**Your task**
In the listing that follows, the range to quote begins at the line that has "let path = path.as_ref();" and ends after the line that has "already in memory."; quote it verbatim and add nothing.

= Beginning of Section =

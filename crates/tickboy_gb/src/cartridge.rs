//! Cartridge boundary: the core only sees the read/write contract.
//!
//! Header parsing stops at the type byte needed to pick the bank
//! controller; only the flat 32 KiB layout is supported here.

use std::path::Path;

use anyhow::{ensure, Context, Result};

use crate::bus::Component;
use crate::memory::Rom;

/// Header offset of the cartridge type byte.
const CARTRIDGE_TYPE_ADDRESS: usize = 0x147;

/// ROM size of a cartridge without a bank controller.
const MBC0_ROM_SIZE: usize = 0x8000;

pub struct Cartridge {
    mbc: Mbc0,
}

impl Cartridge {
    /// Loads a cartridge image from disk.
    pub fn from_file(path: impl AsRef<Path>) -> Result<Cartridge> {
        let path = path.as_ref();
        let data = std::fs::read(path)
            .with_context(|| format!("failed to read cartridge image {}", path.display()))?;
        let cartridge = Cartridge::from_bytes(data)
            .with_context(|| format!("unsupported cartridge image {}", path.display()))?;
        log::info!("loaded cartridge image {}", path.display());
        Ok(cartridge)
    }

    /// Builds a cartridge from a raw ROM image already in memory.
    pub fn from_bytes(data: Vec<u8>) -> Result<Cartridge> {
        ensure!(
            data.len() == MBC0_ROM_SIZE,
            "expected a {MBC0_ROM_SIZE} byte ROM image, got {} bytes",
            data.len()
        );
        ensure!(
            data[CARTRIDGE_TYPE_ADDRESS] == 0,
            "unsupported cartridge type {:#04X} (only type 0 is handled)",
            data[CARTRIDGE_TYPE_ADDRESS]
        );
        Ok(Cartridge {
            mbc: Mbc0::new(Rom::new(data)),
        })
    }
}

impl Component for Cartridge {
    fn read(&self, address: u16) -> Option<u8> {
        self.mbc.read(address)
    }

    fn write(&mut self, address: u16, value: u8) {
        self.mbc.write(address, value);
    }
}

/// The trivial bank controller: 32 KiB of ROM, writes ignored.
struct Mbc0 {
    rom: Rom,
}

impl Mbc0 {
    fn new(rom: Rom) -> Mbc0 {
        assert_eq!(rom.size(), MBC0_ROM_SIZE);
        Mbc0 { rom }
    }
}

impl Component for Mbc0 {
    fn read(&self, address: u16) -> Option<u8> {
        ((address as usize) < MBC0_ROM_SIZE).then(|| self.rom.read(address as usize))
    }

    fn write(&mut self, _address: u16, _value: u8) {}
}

= End of Section =

**Result of the task**
        let path = path.as_ref();
        let data = std::fs::read(path)
            .with_context(|| format!("failed to read cartridge image {}", path.display()))?;
        let cartridge = Cartridge::from_bytes(data)
            .with_context(|| format!("unsupported cartridge image {}", path.display()))?;
        log::info!("loaded cartridge image {}", path.display());
        Ok(cartridge)
    }

    /// Builds a cartridge from a raw ROM image already in memory.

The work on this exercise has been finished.